3) Author of six novels 1950-1961. The fourth, The Disastrous Visit (1956), was
described by a bookseller as "Novel set among an ordinary family in London
in the 1950's." I also found a blurb about the last, Shed No Tear (1961): "Catherine, a twenty-year-old art
student, married Hugo Thornton knowing that he had been attached to the elegant
Mrs. Olivia Seymour, but after a while Hugo begins to tire of family life."
4) Some of the dustjackets of her books are adorable,
and her name is distinctly melodious (though I learned from a web search that
if her first name is pronounced in traditional Welsh fashion, there is no
earthly way I can make the required "ll" sound).

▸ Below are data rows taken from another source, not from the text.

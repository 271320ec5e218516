//! Type definitions for bias detection.

use chrono::{DateTime, Utc};
use serde::{Deserialize, Serialize};
use std::collections::BTreeMap;

/// Key for a group within a category, e.g. `gender=f`
pub fn group_key(category: &str, group: &str) -> String {
    format!("{category}={group}")
}

/// One model output with its protected-attribute tags
#[derive(Clone, Debug, PartialEq, Serialize, Deserialize)]
pub struct PredictionRecord {
    pub score: f64,
    #[serde(default)]
    pub attributes: BTreeMap<String, String>,
}

impl PredictionRecord {
    pub fn new(score: f64) -> Self {
        Self { score, attributes: BTreeMap::new() }
    }

    /// Tag the record with a category value
    pub fn with_attribute(mut self, category: impl Into<String>, value: impl Into<String>) -> Self {
        self.attributes.insert(category.into(), value.into());
        self
    }
}

/// Scores for one demographic group
#[derive(Clone, Debug, PartialEq, Serialize, Deserialize)]
pub struct BiasCheckResult {
    /// Attribute value within the category
    pub group_key: String,
    pub category: String,
    /// Group positive rate / overall positive rate (0 when the overall rate is 0)
    pub disparity_ratio: f64,
    /// Standardized mean difference, zeroed when not significant
    pub statistical_score: f64,
    /// `(statistical_score + |disparity_ratio - 1|) / 2`, clamped to [0, 1]
    pub combined_score: f64,
    pub bias_detected: bool,
    pub sample_count: usize,
    pub group_positive_rate: f64,
    pub overall_positive_rate: f64,
    /// Welch t-test p-value, group vs all scores
    pub p_value: f64,
}

/// Per-group outcome of a bias check
#[derive(Clone, Debug, PartialEq, Serialize, Deserialize)]
#[serde(tag = "status", rename_all = "snake_case")]
pub enum GroupOutcome {
    Scored(BiasCheckResult),
    InsufficientData {
        category: String,
        group_key: String,
        sample_count: usize,
        min_samples: usize,
    },
}

impl GroupOutcome {
    pub fn result(&self) -> Option<&BiasCheckResult> {
        match self {
            GroupOutcome::Scored(result) => Some(result),
            GroupOutcome::InsufficientData { .. } => None,
        }
    }
}

/// Interquartile-range outlier check over all scores
#[derive(Clone, Debug, PartialEq, Serialize, Deserialize)]
pub struct OutlierCheck {
    pub q1: f64,
    pub q3: f64,
    pub iqr: f64,
    pub lower_bound: f64,
    pub upper_bound: f64,
    pub outlier_count: usize,
    pub outlier_rate: f64,
    pub high_outlier_rate: bool,
}

/// Result of one `detect_bias` call
#[derive(Clone, Debug, PartialEq, Serialize, Deserialize)]
pub struct BiasReport {
    pub timestamp: DateTime<Utc>,
    /// Records with a finite score
    pub total_records: usize,
    /// Keyed by `category=group`
    pub groups: BTreeMap<String, GroupOutcome>,
    /// `None` for an empty batch
    pub outliers: Option<OutlierCheck>,
}

impl BiasReport {
    /// Whether any scored group was flagged
    pub fn bias_detected(&self) -> bool {
        self.scored().any(|r| r.bias_detected)
    }

    pub fn scored(&self) -> impl Iterator<Item = &BiasCheckResult> {
        self.groups.values().filter_map(GroupOutcome::result)
    }

    pub fn group(&self, category: &str, group: &str) -> Option<&GroupOutcome> {
        self.groups.get(&group_key(category, group))
    }

    pub fn high_outlier_rate(&self) -> bool {
        self.outliers.as_ref().is_some_and(|o| o.high_outlier_rate)
    }
}

/// Snapshot stored in the bias history
#[derive(Clone, Debug, PartialEq, Serialize, Deserialize)]
pub struct BiasHistoryEntry {
    pub timestamp: DateTime<Utc>,
    pub bias_detected: bool,
    pub total_records: usize,
    /// Scored groups only, keyed by `category=group`
    pub results: BTreeMap<String, BiasCheckResult>,
    pub high_outlier_rate: bool,
}

#[derive(Clone, Debug, PartialEq, Serialize, Deserialize)]
pub struct GroupBiasStats {
    pub checks: usize,
    pub total_biased: usize,
    pub bias_frequency: f64,
}

/// Aggregates over the bias history
#[derive(Clone, Debug, PartialEq, Serialize, Deserialize)]
pub struct BiasStatistics {
    pub total_checks: usize,
    pub bias_detected_count: usize,
    pub bias_frequency: f64,
    pub last_check: Option<DateTime<Utc>>,
    pub groups: BTreeMap<String, GroupBiasStats>,
}
//! Validation engine implementation.

use chrono::Utc;
use std::collections::BTreeMap;

use super::confusion::ConfusionMatrix;
use super::kfold::KFold;
use super::metric::Metric;
use super::metrics::ClassMetrics;
use super::types::{
    CrossValidationInput, CrossValidationResult, Model, ValidationResult, ValidationSummary,
};
use crate::config::ValidationConfig;
use crate::error::{Error, Result};
use crate::history::History;
use crate::sink::{default_sink, MonitorEvent, SharedSink};
use crate::stats::{mean, std_dev, Summary, VarianceKind};

/// Checks classification performance against configured thresholds
pub struct ValidationEngine {
    config: ValidationConfig,
    history: History<ValidationResult>,
    sink: SharedSink,
}

impl ValidationEngine {
    /// Create an engine retaining at most `max_history_size` results
    pub fn new(config: ValidationConfig, max_history_size: usize) -> Self {
        Self { config, history: History::new(max_history_size), sink: default_sink() }
    }

    pub fn with_sink(mut self, sink: SharedSink) -> Self {
        self.sink = sink;
        self
    }

    /// Compute accuracy and weighted precision/recall/F1, then cross-validate
    ///
    /// # Errors
    ///
    /// `InvalidInput` when labels and predictions are empty or misaligned, or
    /// when cross-validation is enabled and `cv` is missing, misaligned, or
    /// has fewer samples than folds. Nothing is recorded on error.
    pub fn validate(
        &mut self,
        labels: &[usize],
        predictions: &[usize],
        cv: Option<CrossValidationInput<'_>>,
    ) -> Result<ValidationResult> {
        if labels.is_empty() {
            return Err(Error::InvalidInput("no labels to validate".into()));
        }
        let cm = ConfusionMatrix::from_predictions(predictions, labels)?;
        let metrics = Self::compute_metrics(&cm);

        let cross_validation = if self.config.cross_validation {
            let input = cv.ok_or_else(|| {
                Error::InvalidInput("cross-validation is enabled but no model was supplied".into())
            })?;
            Some(self.cross_validate(input, labels)?)
        } else {
            None
        };

        let mut failed_metrics = Vec::new();
        for metric in self.config.thresholds.failures(&metrics) {
            let value = metrics.get(&metric).copied().unwrap_or_default();
            self.sink.emit(&MonitorEvent::ValidationFailed {
                metric: metric.name().to_string(),
                value,
                threshold: self.config.thresholds.threshold(metric),
            });
            failed_metrics.push(metric.name().to_string());
        }
        if let Some(cv) = cross_validation.as_ref().filter(|cv| cv.mean < self.config.cv_threshold) {
            self.sink.emit(&MonitorEvent::ValidationFailed {
                metric: "cv_mean".into(),
                value: cv.mean,
                threshold: self.config.cv_threshold,
            });
            failed_metrics.push("cv_mean".to_string());
        }

        let result = ValidationResult {
            metrics,
            cross_validation,
            passed: failed_metrics.is_empty(),
            failed_metrics,
            sample_count: labels.len(),
            timestamp: Utc::now(),
        };
        self.history.push(result.clone());
        Ok(result)
    }

    fn compute_metrics(cm: &ConfusionMatrix) -> BTreeMap<Metric, f64> {
        let per_class = ClassMetrics::from_confusion_matrix(cm);
        BTreeMap::from([
            (Metric::Accuracy, cm.accuracy()),
            (Metric::Precision, per_class.weighted_precision()),
            (Metric::Recall, per_class.weighted_recall()),
            (Metric::F1, per_class.weighted_f1()),
        ])
    }

    /// Accuracy per fold, refitting the model on each training split when it supports it
    fn cross_validate(
        &self,
        input: CrossValidationInput<'_>,
        labels: &[usize],
    ) -> Result<CrossValidationResult> {
        let folds = self.config.cv_folds;
        if input.features.len() != labels.len() {
            return Err(Error::InvalidInput(format!(
                "{} feature rows for {} labels",
                input.features.len(),
                labels.len()
            )));
        }
        if labels.len() < folds {
            return Err(Error::InvalidInput(format!(
                "{} samples is fewer than {folds} cross-validation folds",
                labels.len()
            )));
        }

        let kfold = KFold::new(folds).with_seed(self.config.cv_seed).with_shuffle(self.config.cv_shuffle);
        let mut scores = Vec::with_capacity(folds);
        for (train_idx, test_idx) in kfold.split(labels.len()) {
            let train_x: Vec<Vec<f64>> = train_idx.iter().map(|&i| input.features[i].clone()).collect();
            let train_y: Vec<usize> = train_idx.iter().map(|&i| labels[i]).collect();
            let test_x: Vec<Vec<f64>> = test_idx.iter().map(|&i| input.features[i].clone()).collect();
            let test_y: Vec<usize> = test_idx.iter().map(|&i| labels[i]).collect();

            let fitted = input.model.fit_fold(&train_x, &train_y);
            let model: &dyn Model = match fitted.as_deref() {
                Some(refit) => refit,
                None => input.model,
            };
            let predicted = model.predict(&test_x);

            scores.push(ConfusionMatrix::from_predictions(&predicted, &test_y)?.accuracy());
        }

        Ok(CrossValidationResult {
            mean: mean(&scores),
            std: std_dev(&scores, VarianceKind::Population),
            folds: scores.len(),
            scores,
        })
    }

    /// Derive pass rate and per-metric statistics from history
    pub fn get_validation_summary(&self) -> ValidationSummary {
        let total_validations = self.history.len();
        let passed_validations = self.history.iter().filter(|r| r.passed).count();

        let metrics = Metric::ALL
            .iter()
            .filter_map(|&metric| {
                let values: Vec<f64> = self.history.iter().filter_map(|r| r.metric(metric)).collect();
                Summary::of(&values).map(|summary| (metric, summary))
            })
            .collect();

        ValidationSummary {
            total_validations,
            passed_validations,
            pass_rate: if total_validations == 0 {
                0.0
            } else {
                passed_validations as f64 / total_validations as f64
            },
            last_validation: self.history.latest().map(|r| r.timestamp),
            metrics,
        }
    }

    pub fn history(&self) -> &History<ValidationResult> {
        &self.history
    }

    pub fn config(&self) -> &ValidationConfig {
        &self.config
    }
}

impl std::fmt::Debug for ValidationEngine {
    fn fmt(&self, f: &mut std::fmt::Formatter<'_>) -> std::fmt::Result {
        f.debug_struct("ValidationEngine")
            .field("config", &self.config)
            .field("history", &self.history.len())
            .finish()
    }
}
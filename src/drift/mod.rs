//! Drift Monitor
//!
//! Compares a bounded window of current samples against a fixed baseline for
//! every named metric using a two-sample test, classifies severity from the
//! p-value, and keeps a bounded history of every check.
//!
//! # Example
//!
//! ```
//! use vigilar::config::DriftConfig;
//! use vigilar::drift::DriftMonitor;
//!
//! let mut monitor = DriftMonitor::new(DriftConfig::default(), 1000);
//! monitor.update_baseline("amount", &[10.0; 100])?;
//! monitor.observe("amount", &[10.0; 100]);
//!
//! let report = monitor.check_drift();
//! assert!(!report.drift_detected());
//! # Ok::<(), vigilar::Error>(())
//! ```

mod monitor;
mod series;
mod types;


pub use monitor::DriftMonitor;
pub use series::{MetricSeries, MetricStore};
pub use types::{
    DriftCheckResult, DriftHistoryEntry, DriftOutcome, DriftReport, DriftStatistics,
    InsufficientReason, MetricDriftStats, Severity,
};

So, there wasn't a lot here to really justify my
flagging her to track down her books, but for whatever reason (honestly, it was
probably the dustjackets) I've intended to do so for ages. Will I be tracking
down more of her novels? I think I might actually. I can't help but wonder if
her other novels are as "issue" oriented as this one. If they are,
they could be similarly interesting time capsules, and if they're not, it would
be interesting to see how entertaining she can make a more conventional plot.
Firstly, I do hope you and yours are safe from the terrible disaster ongoing over there in California!
ReplyDeleteOh my goodness this looks to be just my sort of writing! On my list for Christmas reading! I often feel guilty for wanting a book just for its dust jacket or illustrations so its nice to hear I'n not the only one. I wonder why Ms Meyrick was given such a traditional Welsh name. And don't feel bad about the pronounciation of "ll". I think you need to have been borm in Wales of Welsh stock to get your tongue in the right shape!
We had a week or so of terrible air quality in SF from the wildfire smoke, but that was the worst of it here, and thankfully the rain finally came last week. Thanks so much for your concern, Ann!
DeleteAs it happens, I've already read a bit more Meyrick and am enjoying her work very much, so in this case judging her books by their covers has paid off!
I have bought more than one book because of the cover art. An interesting blog about an interesting author, and this is a lovely bit of cover art.
ReplyDeleteJerri
Thanks, Jerri. I'll definitely be writing more about Meyrick before too long, and will have more cover art to share as well!